= Perceptual Speech Quality Measure =

ITU-T algorithm that objectively measures voice quality

Perceptual Speech Quality Measure (PSQM) is a computational and modeling algorithm defined in Recommendation ITU-T P.861 that objectively evaluates and quantifies voice quality of voice-band (300 – 3400 Hz) speech codecs.

It may be used to rank the performance of these speech codecs with differing speech input levels, talkers, bit rates and transcodings. P.861 was withdrawn and replaced by Recommendation ITU-T P.862 (PESQ), which contains an improved speech assessment algorithm.

==Why it is used==
Using the PSQM standard allows automated, simulation-based test methodologies to objectively rate both speech clarity and transmitted voice quality. Various software and/or hardware products have been developed to facilitate this testing. This results in considerable savings in cost and time over the traditional practice of using large groups of people to subjectively evaluate voice signals and assess voice quality. Moreover, it yields objective results that are reliable and reproducible. This is very important to telephony providers who are mandated to maintain high quality-of-service standards.

==Algorithm==
PSQM uses a psychoacoustical mathematical modeling (both perceptual and cognitive) algorithm to analyze the pre and post transmitted voice signals, yielding a PSQM value which is a measure of signal quality degradation and ranges from 0 (no degradation) to 6.5 (highest degradation). In turn, this result may be translated into a mean opinion score (MOS), which is an accepted measure of the perceived quality of received media on a numeric scale ranging from 1 to 5. A value of 1 indicates unacceptable, poor quality voice while a value of 5 indicates high voice quality with no perceptible issues.

The PSQM algorithm converts the physical-domain signal(s) into the perceptually meaningful psychoacoustic domain through a series of nonlinear processes such as time-frequency mapping, frequency warping and intensity warping.

The quality of the coded speech is judged on the differences in the internal representation. The difference is used for the calculation of the noise disturbance as a function of time and frequency. Besides perceptual modeling, the PSQM algorithm uses cognitive modeling such as loudness scaling and asymmetric masking in order to get high correlations between subjective and objective measurements.

==Limitations==
PSQM, as originally conceived, was not developed to account for network quality of service perturbations common in Voice over IP applications, effects such as packet loss, delay variation and out-of-order delivery.
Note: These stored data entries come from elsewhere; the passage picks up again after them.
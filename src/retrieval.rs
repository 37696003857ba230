//! Ranked, source-tagged context built from long-term and short-term memory

use serde::{Deserialize, Serialize};

use crate::config::Config;
use crate::embedding::TokenCounter;
use crate::memory::MemoryRecord;
use crate::short_term::ShortTermEntry;
use crate::storage::cosine_similarity;
use crate::text;

/// Which memory a hit came from
#[derive(Debug, Clone, Copy, PartialEq, Eq, Serialize, Deserialize)]
#[serde(rename_all = "snake_case")]
pub enum MemoryTier {
    LongTerm,
    ShortTerm,
}

/// One piece of retrieved context with its source
#[derive(Debug, Clone, PartialEq, Serialize, Deserialize)]
pub struct RetrievedHit {
    pub text: String,

    /// Record id for long-term hits, `stm-<n>` for short-term hits
    pub source_id: String,

    pub score: f32,
    pub tier: MemoryTier,

    /// Version of the record the text was read from (long-term only)
    #[serde(default, skip_serializing_if = "Option::is_none")]
    pub version: Option<u64>,
}

impl RetrievedHit {
    pub fn is_long_term(&self) -> bool {
        self.tier == MemoryTier::LongTerm
    }

    fn long_term(record: &MemoryRecord, score: f32) -> Self {
        Self {
            text: record.content.clone(),
            source_id: record.id.to_string(),
            score,
            tier: MemoryTier::LongTerm,
            version: Some(record.version),
        }
    }

    fn short_term(entry: &ShortTermEntry, score: f32) -> Self {
        Self {
            text: entry.text.clone(),
            source_id: entry.id.clone(),
            score,
            tier: MemoryTier::ShortTerm,
            version: None,
        }
    }
}

/// Retrieved context ready for the answer port
#[derive(Debug, Clone, Default, PartialEq, Serialize, Deserialize)]
pub struct RankedContext {
    /// Hits, best first
    pub hits: Vec<RetrievedHit>,

    /// Tokens in the hits, once budgeted
    pub total_tokens: u32,
}

impl RankedContext {
    pub fn empty() -> Self {
        Self::default()
    }

    pub fn is_empty(&self) -> bool {
        self.hits.is_empty()
    }

    /// Keep the best hits whose texts fit into `max_tokens`; returns tokens used
    pub fn fit_to_budget(&mut self, counter: &TokenCounter, max_tokens: u32) -> u32 {
        let mut used = 0u32;
        let mut keep = 0;
        for hit in &self.hits {
            let tokens = counter.count(&hit.text);
            if used + tokens > max_tokens {
                break;
            }
            used += tokens;
            keep += 1;
        }
        self.hits.truncate(keep);
        self.total_tokens = used;
        used
    }

    /// Source ids in rank order
    pub fn source_ids(&self) -> Vec<String> {
        self.hits.iter().map(|h| h.source_id.clone()).collect()
    }
}

/// Merges long-term search results with relevant short-term entries
#[derive(Debug, Clone)]
pub struct Retriever {
    short_term_max_hits: usize,
    short_term_min_score: f32,
    min_score: f32,
}

impl Retriever {
    pub fn new(config: &Config) -> Self {
        Self {
            short_term_max_hits: config.short_term_max_hits,
            short_term_min_score: config.short_term_min_score,
            min_score: config.min_retrieval_score,
        }
    }

    /// Same retriever with a different long-term score floor
    pub fn with_min_score(&self, min_score: f32) -> Self {
        Self {
            min_score,
            ..self.clone()
        }
    }

    /// Rank long-term matches and short-term entries against a query.
    ///
    /// Short-term entries qualify by cosine score or by substring match, at
    /// most `short_term_max_hits` of them, and are dropped when a long-term
    /// hit that survived the score floor states the same text.
    pub fn rank<'a>(
        &self,
        query: &str,
        query_embedding: &[f32],
        long_term: Vec<(MemoryRecord, f32)>,
        short_term: impl Iterator<Item = &'a ShortTermEntry>,
        k: usize,
    ) -> RankedContext {
        if k == 0 {
            return RankedContext::empty();
        }

        let mut hits: Vec<RetrievedHit> = long_term
            .iter()
            .filter(|(record, score)| record.is_active() && *score >= self.min_score)
            .map(|(record, score)| RetrievedHit::long_term(record, *score))
            .collect();

        let long_term_texts: Vec<String> = hits.iter().map(|h| text::normalize(&h.text)).collect();

        let needle = text::normalize(query);
        let mut recent: Vec<RetrievedHit> = short_term
            .filter_map(|entry| {
                let normalized = text::normalize(&entry.text);
                if long_term_texts.contains(&normalized) {
                    return None;
                }

                let cosine = entry
                    .embedding
                    .as_deref()
                    .map_or(0.0, |e| cosine_similarity(e, query_embedding));
                let lexical = !needle.is_empty()
                    && !normalized.is_empty()
                    && (normalized.contains(&needle) || needle.contains(&normalized));

                if cosine >= self.short_term_min_score {
                    Some(RetrievedHit::short_term(entry, cosine))
                } else if lexical {
                    Some(RetrievedHit::short_term(entry, self.short_term_min_score))
                } else {
                    None
                }
            })
            .collect();

        // Newest first among equals, then keep the best few
        recent.reverse();
        recent.sort_by(|a, b| b.score.total_cmp(&a.score));
        recent.truncate(self.short_term_max_hits);

        hits.extend(recent);
        hits.sort_by(|a, b| {
            b.score
                .total_cmp(&a.score)
                .then_with(|| b.is_long_term().cmp(&a.is_long_term()))
        });
        hits.truncate(k);

        RankedContext {
            hits,
            total_tokens: 0,
        }
    }
}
These conditions usually give inappropriate results under heavy network load simulations, failing to account for a very real perceived loss of voice quality. Attempts to duplicate network fault conditions by introducing significant packet loss result in PSQM values that correspond to falsely inflated MOS values.
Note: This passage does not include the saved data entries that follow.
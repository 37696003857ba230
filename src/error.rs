//! Error types for persona-memory

use thiserror::Error;
use uuid::Uuid;

/// Result type alias for persona-memory operations
pub type Result<T> = std::result::Result<T, Error>;

/// External collaborator that a call was routed through
#[derive(Debug, Clone, Copy, PartialEq, Eq)]
pub enum Port {
    Embedding,
    Extraction,
    Judgment,
    Answer,
}

impl std::fmt::Display for Port {
    fn fmt(&self, f: &mut std::fmt::Formatter<'_>) -> std::fmt::Result {
        match self {
            Port::Embedding => write!(f, "embedding"),
            Port::Extraction => write!(f, "extraction"),
            Port::Judgment => write!(f, "judgment"),
            Port::Answer => write!(f, "answer"),
        }
    }
}

/// Errors that can occur in persona-memory
#[derive(Error, Debug)]
pub enum Error {
    #[error("{port} port unavailable: {message}")]
    PortUnavailable { port: Port, message: String },

    #[error("Embedding dimension mismatch: expected {expected}, got {actual}")]
    DimensionMismatch { expected: usize, actual: usize },

    #[error("Embedding component {position} is not a finite number")]
    NonFiniteEmbedding { position: usize },

    #[error("Version conflict on record {id}: expected {expected}, found {actual}")]
    VersionConflict { id: Uuid, expected: u64, actual: u64 },

    #[error("Not found: {0}")]
    NotFound(String),

    #[error("Consistency violation in persona '{persona}': {detail}")]
    ConsistencyViolation { persona: String, detail: String },

    #[error("Storage error: {0}")]
    Storage(String),

    #[error("SQLite error: {0}")]
    Sqlite(#[from] rusqlite::Error),

    #[error("JSON serialization error: {0}")]
    Json(#[from] serde_json::Error),

    #[error("IO error: {0}")]
    Io(#[from] std::io::Error),

    #[error("Configuration error: {0}")]
    Config(String),

    #[error("Invalid input: {0}")]
    InvalidInput(String),
}

impl Error {
    pub fn port(port: Port, msg: impl Into<String>) -> Self {
        Self::PortUnavailable {
            port,
            message: msg.into(),
        }
    }

    pub fn embedding(msg: impl Into<String>) -> Self {
        Self::port(Port::Embedding, msg)
    }

    pub fn extraction(msg: impl Into<String>) -> Self {
        Self::port(Port::Extraction, msg)
    }

    pub fn storage(msg: impl Into<String>) -> Self {
        Self::Storage(msg.into())
    }

    pub fn config(msg: impl Into<String>) -> Self {
        Self::Config(msg.into())
    }

    pub fn not_found(msg: impl Into<String>) -> Self {
        Self::NotFound(msg.into())
    }

    pub fn invalid_input(msg: impl Into<String>) -> Self {
        Self::InvalidInput(msg.into())
    }

    pub fn consistency(persona: impl Into<String>, detail: impl Into<String>) -> Self {
        Self::ConsistencyViolation {
            persona: persona.into(),
            detail: detail.into(),
        }
    }

    /// Whether the failure should be retried by re-reading state
    pub fn is_version_conflict(&self) -> bool {
        matches!(self, Self::VersionConflict { .. })
    }
}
In order to overcome this limitation, PSQM+ was developed by modifying the original algorithm. PSQM+ generates results that seem to more accurately reflect the adverse performance of speech codecs under realistic network load conditions.

==Other considerations==
Other issues involve the lack of standardization in test signals used to evaluate various speech codecs. PSQM provides more reliable and consistent MOS values if used in accordance with ITU recommended methods for objective and subjective assessment of quality (ITU-T P.800/P.830/P.861). These ITU-T Recommendations include using both male and female gender voice reference signals at an average level of −20 dB. The type, gender, duration, gain of the voice or signal can all have a minor impact on the PSQM value or MOS score as does the threshold levels, number of calls made and other configuration settings of the environment. When comparing voice quality measurements the signal, environment and configurations should all be taken into account.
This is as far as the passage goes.